(Stored data)
<<<<

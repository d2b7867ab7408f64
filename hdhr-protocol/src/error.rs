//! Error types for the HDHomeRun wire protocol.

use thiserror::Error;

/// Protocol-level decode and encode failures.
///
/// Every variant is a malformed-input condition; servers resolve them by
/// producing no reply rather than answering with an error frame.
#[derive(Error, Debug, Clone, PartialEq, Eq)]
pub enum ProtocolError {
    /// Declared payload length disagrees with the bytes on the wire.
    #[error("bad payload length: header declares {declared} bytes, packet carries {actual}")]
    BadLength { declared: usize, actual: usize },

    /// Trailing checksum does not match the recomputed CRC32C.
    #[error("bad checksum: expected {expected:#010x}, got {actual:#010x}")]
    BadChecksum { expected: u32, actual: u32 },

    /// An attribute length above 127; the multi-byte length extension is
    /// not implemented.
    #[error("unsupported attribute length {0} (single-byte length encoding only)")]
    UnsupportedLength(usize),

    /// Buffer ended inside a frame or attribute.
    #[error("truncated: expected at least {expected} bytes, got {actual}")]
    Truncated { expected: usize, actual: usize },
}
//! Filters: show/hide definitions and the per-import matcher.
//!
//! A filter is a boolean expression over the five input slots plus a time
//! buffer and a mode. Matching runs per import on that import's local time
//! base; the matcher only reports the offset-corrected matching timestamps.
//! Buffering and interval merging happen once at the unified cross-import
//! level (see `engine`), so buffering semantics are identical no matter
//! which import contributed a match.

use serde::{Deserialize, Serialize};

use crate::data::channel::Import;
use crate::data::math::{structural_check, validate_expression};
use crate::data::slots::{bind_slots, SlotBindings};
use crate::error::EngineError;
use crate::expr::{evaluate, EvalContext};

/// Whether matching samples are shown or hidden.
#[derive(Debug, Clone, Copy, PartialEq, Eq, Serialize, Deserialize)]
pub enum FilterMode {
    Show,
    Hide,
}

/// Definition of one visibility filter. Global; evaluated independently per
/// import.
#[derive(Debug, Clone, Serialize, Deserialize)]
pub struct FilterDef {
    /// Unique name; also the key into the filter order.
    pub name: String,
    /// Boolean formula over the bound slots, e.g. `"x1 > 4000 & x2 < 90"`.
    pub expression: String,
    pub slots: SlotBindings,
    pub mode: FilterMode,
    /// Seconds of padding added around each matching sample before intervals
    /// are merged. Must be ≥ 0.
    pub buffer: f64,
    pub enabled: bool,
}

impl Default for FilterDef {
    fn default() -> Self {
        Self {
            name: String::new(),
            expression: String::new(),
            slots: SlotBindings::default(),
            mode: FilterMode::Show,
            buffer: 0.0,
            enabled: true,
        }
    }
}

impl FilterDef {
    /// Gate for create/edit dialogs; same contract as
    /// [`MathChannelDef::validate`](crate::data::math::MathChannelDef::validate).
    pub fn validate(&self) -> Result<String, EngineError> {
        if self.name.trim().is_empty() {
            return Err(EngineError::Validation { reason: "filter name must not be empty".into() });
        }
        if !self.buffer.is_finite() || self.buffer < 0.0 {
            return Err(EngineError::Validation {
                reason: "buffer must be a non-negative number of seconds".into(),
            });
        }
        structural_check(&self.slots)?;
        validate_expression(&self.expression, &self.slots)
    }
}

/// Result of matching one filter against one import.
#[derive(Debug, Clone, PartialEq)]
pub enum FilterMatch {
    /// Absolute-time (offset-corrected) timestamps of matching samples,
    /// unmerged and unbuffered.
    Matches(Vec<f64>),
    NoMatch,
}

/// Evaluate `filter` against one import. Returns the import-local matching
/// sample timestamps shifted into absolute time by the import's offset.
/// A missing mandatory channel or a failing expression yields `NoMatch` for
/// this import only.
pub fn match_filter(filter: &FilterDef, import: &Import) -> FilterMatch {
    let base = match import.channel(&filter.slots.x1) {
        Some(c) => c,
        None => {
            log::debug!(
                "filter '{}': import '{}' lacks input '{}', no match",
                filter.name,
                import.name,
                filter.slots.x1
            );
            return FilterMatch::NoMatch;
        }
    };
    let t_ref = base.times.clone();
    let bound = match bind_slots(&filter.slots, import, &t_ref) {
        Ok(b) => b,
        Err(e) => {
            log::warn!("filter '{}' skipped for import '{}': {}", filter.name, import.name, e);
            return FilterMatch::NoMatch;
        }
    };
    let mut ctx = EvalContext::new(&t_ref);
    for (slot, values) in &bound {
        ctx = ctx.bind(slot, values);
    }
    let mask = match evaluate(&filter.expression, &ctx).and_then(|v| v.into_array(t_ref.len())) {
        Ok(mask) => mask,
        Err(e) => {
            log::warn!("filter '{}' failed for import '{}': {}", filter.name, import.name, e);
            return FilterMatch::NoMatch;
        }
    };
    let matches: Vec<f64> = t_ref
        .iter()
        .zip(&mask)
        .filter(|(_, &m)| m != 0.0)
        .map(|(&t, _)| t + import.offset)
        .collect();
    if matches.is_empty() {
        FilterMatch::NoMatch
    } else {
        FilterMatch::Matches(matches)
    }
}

>>>>

» TASK TO CARRY OUT: From the records above, reproduce exactly the lines from the one with "the recomputed CRC32C." to the one with "length extension is", both included, and no others.

» FINISHED TASK:
    /// Trailing checksum does not match the recomputed CRC32C.
    #[error("bad checksum: expected {expected:#010x}, got {actual:#010x}")]
    BadChecksum { expected: u32, actual: u32 },

    /// An attribute length above 127; the multi-byte length extension is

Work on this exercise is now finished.